- Born: 1 November 1834 Stockholm, Sweden
- Died: February 7, 1914 (aged 79)
- Education: Uppsala University
- Occupations: gynecologist obstetrician
- Spouse: Laura Constance Netzel

= Wilhelm Netzel =

Swedish gynecologist and obstetrician

Nils Wilhelm Netzel (1 November 1834 – 7 February 1914) was a Swedish gynecologist and obstetrician.

==Biography==
Netzel was born in Stockholm and studied at Uppsala University, completing his dissertation in 1865 on puerperal changes in modern life. In 1863 he took a position as assistant in the obstetric department at the General Maternity Hospital in Stockholm. In 1864 he became a substitute lecturer in obstetrics and gynecology at the Karolinska Institute, and in 1865 became a regular lecturer and in 1879, a professor.
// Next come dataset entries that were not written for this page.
//! Self-contained encoded snapshot of the raster.
//!
//! A snapshot is the raster encoded as PNG and then base64, the same payload
//! a browser canvas hands out as the tail of a `data:image/png;base64,` URL.
//! Taking a snapshot never touches the raster.

#[cfg(test)]
#[path = "snapshot_test.rs"]
mod snapshot_test;

use base64::Engine as _;
use base64::engine::general_purpose::STANDARD;
use image::ImageEncoder;
use image::codecs::png::PngEncoder;

use crate::consts::PNG_MIME;
use crate::raster::Raster;

/// Errors produced while encoding or decoding snapshots.
#[derive(Debug, thiserror::Error)]
pub enum SnapshotError {
    /// The raster has zero area, so there is nothing to encode.
    #[error("raster is empty ({width}x{height})")]
    EmptyRaster { width: u32, height: u32 },

    /// PNG encoding failed.
    #[error("PNG encode failed: {0}")]
    Encode(String),

    /// PNG bytes or base64 text could not be decoded.
    #[error("image decode failed: {0}")]
    Decode(String),
}

/// Inline image payload: base64 PNG tagged with its media type.
#[derive(Debug, Clone, PartialEq, Eq)]
pub struct Snapshot {
    pub mime_type: &'static str,
    /// Base64 (standard alphabet, padded) PNG bytes.
    pub data: String,
    pub width: u32,
    pub height: u32,
}

impl Snapshot {
    /// Encode the raster's current pixels.
    ///
    /// # Errors
    ///
    /// Returns [`SnapshotError::EmptyRaster`] for a zero-area raster and
    /// [`SnapshotError::Encode`] if PNG encoding fails.
    pub fn encode(raster: &Raster) -> Result<Self, SnapshotError> {
        if raster.is_empty() {
            return Err(SnapshotError::EmptyRaster { width: raster.width(), height: raster.height() });
        }
        let png = encode_png(raster)?;
        Ok(Self { mime_type: PNG_MIME, data: STANDARD.encode(&png), width: raster.width(), height: raster.height() })
    }

    /// The payload as a `data:` URL.
    #[must_use]
    pub fn data_url(&self) -> String {
        format!("data:{};base64,{}", self.mime_type, self.data)
    }

    /// Decoded size of the PNG payload in bytes, without decoding it.
    #[must_use]
    pub fn byte_len(&self) -> usize {
        let padding = self.data.bytes().rev().take_while(|b| *b == b'=').count();
        ((self.data.len() / 4) * 3).saturating_sub(padding)
    }

    /// Decode the payload back into a raster.
    ///
    /// # Errors
    ///
    /// Returns [`SnapshotError::Decode`] if the base64 or PNG data is invalid.
    pub fn to_raster(&self) -> Result<Raster, SnapshotError> {
        let bytes = STANDARD.decode(&self.data).map_err(|e| SnapshotError::Decode(e.to_string()))?;
        decode_png(&bytes)
    }
}

fn encode_png(raster: &Raster) -> Result<Vec<u8>, SnapshotError> {
    let image = raster.as_image();
    let mut buf = Vec::new();
    PngEncoder::new(&mut buf)
        .write_image(image.as_raw(), image.width(), image.height(), image::ExtendedColorType::Rgba8)
        .map_err(|e| SnapshotError::Encode(e.to_string()))?;
    Ok(buf)
}

/// Decode PNG bytes into a raster.
///
/// # Errors
///
/// Returns [`SnapshotError::Decode`] if the bytes are not a readable PNG.
pub fn decode_png(bytes: &[u8]) -> Result<Raster, SnapshotError> {
    let image = image::load_from_memory_with_format(bytes, image::ImageFormat::Png)
        .map_err(|e| SnapshotError::Decode(e.to_string()))?;
    Ok(Raster::from_image(image.to_rgba8()))
}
In 1887 he succeeded Anders Anderson as professor of obstetrics and gynecology and retained this position until 1889. He performed his first ovariotomy in 1869 and later published numerous studies, providing important research for development of medical procedures. In 1904 he was elected an honorary member of the Swedish Society of Medicine. He died in Stockholm.

In 1866 Netzel married Swedish composer and music conductor Laura Netzel. He maintained a herbarium which was donated on his death to the Stockholm University. A biography of his life was published in 1914 by Frans Johan Eugène Westermark.